Select the lines below containing the word "bool".
== Given records ==
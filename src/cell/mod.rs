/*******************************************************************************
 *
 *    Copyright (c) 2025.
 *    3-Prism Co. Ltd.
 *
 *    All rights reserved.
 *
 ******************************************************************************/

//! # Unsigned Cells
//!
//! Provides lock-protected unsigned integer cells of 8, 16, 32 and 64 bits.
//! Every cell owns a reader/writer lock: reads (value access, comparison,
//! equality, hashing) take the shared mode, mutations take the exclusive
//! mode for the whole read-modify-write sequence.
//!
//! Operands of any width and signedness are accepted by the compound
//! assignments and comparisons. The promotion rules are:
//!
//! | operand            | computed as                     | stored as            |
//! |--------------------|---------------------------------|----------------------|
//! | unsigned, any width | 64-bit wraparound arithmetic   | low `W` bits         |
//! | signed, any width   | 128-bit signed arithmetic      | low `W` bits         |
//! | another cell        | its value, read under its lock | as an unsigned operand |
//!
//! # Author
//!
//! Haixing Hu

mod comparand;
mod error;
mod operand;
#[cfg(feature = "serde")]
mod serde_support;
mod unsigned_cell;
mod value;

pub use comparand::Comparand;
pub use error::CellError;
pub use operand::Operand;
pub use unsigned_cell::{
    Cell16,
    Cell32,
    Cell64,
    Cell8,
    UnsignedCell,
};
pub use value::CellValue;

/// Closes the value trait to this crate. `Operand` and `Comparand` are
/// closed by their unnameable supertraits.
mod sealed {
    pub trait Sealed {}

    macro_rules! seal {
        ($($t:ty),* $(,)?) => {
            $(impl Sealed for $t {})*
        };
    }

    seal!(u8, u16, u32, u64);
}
===
== Given records ==
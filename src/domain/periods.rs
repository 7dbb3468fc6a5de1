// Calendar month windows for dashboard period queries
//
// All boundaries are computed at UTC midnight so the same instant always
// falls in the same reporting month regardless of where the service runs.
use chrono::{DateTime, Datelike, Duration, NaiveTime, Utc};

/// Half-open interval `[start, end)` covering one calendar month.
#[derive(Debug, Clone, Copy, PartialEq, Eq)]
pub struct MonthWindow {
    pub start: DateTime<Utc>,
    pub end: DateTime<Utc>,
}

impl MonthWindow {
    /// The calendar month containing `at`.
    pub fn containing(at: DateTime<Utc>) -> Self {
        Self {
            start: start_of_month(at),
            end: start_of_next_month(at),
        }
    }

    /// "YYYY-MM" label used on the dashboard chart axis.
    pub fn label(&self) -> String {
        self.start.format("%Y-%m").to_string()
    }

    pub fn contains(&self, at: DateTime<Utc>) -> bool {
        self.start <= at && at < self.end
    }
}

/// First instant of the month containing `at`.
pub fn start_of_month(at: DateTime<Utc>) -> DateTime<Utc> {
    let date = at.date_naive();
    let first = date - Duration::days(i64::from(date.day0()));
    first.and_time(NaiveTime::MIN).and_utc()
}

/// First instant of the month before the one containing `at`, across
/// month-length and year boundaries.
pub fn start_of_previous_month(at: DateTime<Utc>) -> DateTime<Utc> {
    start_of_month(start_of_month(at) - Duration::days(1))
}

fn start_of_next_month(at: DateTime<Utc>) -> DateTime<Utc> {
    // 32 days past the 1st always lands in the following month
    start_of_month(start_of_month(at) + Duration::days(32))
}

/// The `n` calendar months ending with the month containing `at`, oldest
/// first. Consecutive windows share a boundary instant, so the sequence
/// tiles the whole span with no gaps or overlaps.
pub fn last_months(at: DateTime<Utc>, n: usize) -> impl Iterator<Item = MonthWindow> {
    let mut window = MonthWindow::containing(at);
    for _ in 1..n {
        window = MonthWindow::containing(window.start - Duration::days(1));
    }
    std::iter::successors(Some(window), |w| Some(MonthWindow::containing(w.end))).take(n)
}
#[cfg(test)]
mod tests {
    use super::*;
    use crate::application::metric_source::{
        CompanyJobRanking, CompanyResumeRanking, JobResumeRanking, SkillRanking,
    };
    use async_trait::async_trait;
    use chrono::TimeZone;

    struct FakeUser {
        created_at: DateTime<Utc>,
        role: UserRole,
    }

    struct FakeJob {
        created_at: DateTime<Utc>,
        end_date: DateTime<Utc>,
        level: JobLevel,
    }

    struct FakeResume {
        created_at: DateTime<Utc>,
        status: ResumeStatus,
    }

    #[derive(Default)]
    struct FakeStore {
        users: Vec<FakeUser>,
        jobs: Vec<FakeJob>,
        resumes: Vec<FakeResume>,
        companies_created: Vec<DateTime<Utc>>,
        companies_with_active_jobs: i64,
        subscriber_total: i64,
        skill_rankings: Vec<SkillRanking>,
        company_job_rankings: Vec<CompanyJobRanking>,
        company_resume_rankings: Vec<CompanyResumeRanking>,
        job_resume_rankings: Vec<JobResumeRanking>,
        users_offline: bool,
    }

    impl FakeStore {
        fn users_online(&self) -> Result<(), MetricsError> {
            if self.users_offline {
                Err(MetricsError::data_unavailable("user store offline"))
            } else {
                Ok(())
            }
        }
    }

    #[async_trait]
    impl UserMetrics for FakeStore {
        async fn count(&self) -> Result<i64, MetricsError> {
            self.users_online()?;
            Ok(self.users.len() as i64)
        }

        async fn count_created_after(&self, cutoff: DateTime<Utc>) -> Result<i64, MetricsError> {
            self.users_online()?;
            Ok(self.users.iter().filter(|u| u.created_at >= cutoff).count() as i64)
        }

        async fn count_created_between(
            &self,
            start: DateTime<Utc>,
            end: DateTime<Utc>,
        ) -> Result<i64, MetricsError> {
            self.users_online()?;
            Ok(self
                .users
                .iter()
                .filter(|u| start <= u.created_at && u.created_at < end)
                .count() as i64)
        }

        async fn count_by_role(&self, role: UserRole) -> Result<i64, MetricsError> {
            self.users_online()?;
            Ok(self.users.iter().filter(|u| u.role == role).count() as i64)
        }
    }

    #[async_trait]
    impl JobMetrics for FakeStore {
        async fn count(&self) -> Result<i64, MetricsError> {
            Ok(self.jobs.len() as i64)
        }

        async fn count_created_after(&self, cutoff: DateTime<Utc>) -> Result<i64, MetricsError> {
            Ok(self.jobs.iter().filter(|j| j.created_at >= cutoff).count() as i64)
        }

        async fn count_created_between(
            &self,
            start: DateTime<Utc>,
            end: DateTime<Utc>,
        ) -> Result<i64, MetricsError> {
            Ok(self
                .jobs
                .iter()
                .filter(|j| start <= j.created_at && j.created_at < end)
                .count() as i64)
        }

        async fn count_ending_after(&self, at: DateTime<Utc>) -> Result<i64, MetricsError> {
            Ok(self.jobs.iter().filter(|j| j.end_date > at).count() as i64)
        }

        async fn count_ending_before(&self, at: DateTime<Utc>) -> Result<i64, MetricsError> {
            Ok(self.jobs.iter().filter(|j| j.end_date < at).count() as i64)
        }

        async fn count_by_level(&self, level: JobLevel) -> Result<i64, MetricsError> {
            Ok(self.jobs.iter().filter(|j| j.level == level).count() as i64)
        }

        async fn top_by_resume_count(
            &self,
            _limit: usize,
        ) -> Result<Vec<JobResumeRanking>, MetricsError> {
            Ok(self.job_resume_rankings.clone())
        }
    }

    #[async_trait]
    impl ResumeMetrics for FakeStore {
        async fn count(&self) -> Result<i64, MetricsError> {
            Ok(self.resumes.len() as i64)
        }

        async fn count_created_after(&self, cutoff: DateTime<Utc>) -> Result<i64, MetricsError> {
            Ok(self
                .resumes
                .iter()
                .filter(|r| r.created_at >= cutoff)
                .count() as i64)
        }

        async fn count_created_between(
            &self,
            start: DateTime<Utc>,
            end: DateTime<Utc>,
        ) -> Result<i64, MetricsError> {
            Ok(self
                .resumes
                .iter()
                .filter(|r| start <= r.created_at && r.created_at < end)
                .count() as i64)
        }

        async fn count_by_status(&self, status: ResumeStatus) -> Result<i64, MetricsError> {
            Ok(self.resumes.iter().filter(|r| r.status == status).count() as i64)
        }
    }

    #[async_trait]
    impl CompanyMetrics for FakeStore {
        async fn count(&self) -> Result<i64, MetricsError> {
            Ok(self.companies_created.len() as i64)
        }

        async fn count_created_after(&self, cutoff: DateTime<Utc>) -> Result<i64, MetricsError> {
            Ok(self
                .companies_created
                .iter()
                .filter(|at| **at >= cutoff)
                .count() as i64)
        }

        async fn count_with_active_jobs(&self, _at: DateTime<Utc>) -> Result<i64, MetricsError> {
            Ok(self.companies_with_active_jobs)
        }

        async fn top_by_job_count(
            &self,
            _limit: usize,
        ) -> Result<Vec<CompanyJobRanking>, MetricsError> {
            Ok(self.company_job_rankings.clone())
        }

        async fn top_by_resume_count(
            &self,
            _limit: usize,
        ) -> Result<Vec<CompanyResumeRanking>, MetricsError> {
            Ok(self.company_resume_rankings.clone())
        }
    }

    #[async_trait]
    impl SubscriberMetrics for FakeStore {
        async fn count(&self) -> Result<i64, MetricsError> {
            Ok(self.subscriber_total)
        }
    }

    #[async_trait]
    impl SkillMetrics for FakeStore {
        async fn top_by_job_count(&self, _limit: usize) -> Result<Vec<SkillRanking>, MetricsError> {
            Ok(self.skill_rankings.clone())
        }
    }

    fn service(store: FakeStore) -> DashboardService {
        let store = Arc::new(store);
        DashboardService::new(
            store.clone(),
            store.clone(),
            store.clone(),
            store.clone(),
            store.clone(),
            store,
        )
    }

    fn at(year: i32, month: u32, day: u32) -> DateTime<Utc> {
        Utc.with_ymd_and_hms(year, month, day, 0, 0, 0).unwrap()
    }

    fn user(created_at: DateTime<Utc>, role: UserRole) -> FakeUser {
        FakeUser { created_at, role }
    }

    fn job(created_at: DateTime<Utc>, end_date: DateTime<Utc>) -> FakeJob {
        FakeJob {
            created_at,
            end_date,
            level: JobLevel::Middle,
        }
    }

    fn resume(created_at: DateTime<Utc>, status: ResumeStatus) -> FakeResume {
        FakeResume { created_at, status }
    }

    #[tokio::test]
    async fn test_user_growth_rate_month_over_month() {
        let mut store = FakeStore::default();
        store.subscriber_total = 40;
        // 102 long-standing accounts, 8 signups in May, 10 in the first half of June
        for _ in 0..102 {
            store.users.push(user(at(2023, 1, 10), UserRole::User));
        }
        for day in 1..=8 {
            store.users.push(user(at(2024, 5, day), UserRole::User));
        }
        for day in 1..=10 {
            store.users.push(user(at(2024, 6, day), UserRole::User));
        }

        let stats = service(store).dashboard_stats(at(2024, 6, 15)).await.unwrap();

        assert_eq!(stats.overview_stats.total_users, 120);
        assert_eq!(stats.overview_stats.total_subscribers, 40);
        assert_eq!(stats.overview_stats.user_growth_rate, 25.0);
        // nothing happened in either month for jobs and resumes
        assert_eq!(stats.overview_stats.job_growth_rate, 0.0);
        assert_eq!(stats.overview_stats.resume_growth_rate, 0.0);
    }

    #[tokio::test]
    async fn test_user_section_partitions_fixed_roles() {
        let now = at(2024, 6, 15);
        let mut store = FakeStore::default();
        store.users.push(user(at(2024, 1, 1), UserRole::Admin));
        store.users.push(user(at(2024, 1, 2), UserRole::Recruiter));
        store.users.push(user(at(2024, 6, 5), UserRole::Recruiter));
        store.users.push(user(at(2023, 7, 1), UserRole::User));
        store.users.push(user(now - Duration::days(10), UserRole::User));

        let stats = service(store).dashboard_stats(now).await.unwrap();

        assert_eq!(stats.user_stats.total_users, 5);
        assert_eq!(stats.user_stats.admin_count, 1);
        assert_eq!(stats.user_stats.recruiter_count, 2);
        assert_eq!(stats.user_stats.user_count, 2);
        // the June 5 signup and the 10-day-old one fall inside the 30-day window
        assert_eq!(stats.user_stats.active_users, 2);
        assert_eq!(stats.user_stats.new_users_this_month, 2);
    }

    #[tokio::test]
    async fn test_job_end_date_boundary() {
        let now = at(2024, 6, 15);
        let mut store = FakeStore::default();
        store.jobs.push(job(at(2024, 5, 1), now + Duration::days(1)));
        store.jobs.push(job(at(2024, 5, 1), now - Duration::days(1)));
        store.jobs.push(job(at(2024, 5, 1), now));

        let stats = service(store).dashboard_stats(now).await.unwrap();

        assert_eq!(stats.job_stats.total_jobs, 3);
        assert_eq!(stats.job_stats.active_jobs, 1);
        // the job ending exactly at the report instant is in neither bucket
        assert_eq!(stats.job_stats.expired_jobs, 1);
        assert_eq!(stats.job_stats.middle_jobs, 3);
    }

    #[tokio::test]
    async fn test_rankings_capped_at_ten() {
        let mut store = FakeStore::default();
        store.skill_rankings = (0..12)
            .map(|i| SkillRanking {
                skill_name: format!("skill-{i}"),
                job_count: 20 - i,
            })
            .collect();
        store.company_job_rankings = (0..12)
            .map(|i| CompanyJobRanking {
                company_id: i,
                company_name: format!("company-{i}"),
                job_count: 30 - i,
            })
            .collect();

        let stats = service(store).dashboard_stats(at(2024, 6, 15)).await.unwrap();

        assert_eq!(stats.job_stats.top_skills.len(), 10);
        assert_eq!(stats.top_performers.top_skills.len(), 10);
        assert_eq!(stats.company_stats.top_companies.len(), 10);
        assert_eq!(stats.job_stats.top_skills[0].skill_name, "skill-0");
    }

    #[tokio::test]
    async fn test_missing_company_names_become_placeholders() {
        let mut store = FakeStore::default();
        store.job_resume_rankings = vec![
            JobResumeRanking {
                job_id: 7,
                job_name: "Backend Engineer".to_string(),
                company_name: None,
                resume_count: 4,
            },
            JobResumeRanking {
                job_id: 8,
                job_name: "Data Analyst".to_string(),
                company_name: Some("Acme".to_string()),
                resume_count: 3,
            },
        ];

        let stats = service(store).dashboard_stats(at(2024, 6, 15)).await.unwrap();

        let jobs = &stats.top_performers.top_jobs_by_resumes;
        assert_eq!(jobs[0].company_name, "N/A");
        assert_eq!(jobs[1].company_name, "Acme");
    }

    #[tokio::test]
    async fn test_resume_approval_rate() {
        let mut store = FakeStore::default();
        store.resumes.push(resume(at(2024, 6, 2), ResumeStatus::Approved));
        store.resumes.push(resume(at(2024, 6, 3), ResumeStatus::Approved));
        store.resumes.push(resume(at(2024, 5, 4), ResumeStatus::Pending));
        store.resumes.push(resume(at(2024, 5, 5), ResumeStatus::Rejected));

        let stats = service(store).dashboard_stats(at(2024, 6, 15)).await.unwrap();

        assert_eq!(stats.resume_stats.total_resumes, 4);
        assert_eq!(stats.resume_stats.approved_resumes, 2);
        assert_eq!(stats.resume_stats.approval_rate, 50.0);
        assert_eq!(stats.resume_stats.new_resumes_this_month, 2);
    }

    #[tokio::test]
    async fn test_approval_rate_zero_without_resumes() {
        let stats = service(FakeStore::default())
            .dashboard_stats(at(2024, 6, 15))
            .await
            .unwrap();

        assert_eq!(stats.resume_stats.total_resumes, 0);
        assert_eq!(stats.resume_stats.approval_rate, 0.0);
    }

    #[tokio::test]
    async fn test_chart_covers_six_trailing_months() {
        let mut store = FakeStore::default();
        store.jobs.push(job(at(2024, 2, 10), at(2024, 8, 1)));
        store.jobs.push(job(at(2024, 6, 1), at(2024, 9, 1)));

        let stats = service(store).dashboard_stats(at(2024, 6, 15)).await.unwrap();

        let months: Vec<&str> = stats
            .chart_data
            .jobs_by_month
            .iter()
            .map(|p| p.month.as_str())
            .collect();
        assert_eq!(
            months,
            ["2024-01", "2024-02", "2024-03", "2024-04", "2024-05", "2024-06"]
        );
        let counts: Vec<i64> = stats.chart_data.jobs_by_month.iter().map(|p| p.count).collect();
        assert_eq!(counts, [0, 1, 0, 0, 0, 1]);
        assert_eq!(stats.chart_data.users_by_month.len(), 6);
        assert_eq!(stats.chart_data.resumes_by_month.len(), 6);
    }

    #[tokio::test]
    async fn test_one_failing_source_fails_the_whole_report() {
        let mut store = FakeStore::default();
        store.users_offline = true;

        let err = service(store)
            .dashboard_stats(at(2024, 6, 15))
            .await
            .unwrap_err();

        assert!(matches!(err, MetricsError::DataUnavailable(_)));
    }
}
===
» **Answer to the exercise**
    pub fn contains(&self, at: DateTime<Utc>) -> bool {
        users_offline: bool,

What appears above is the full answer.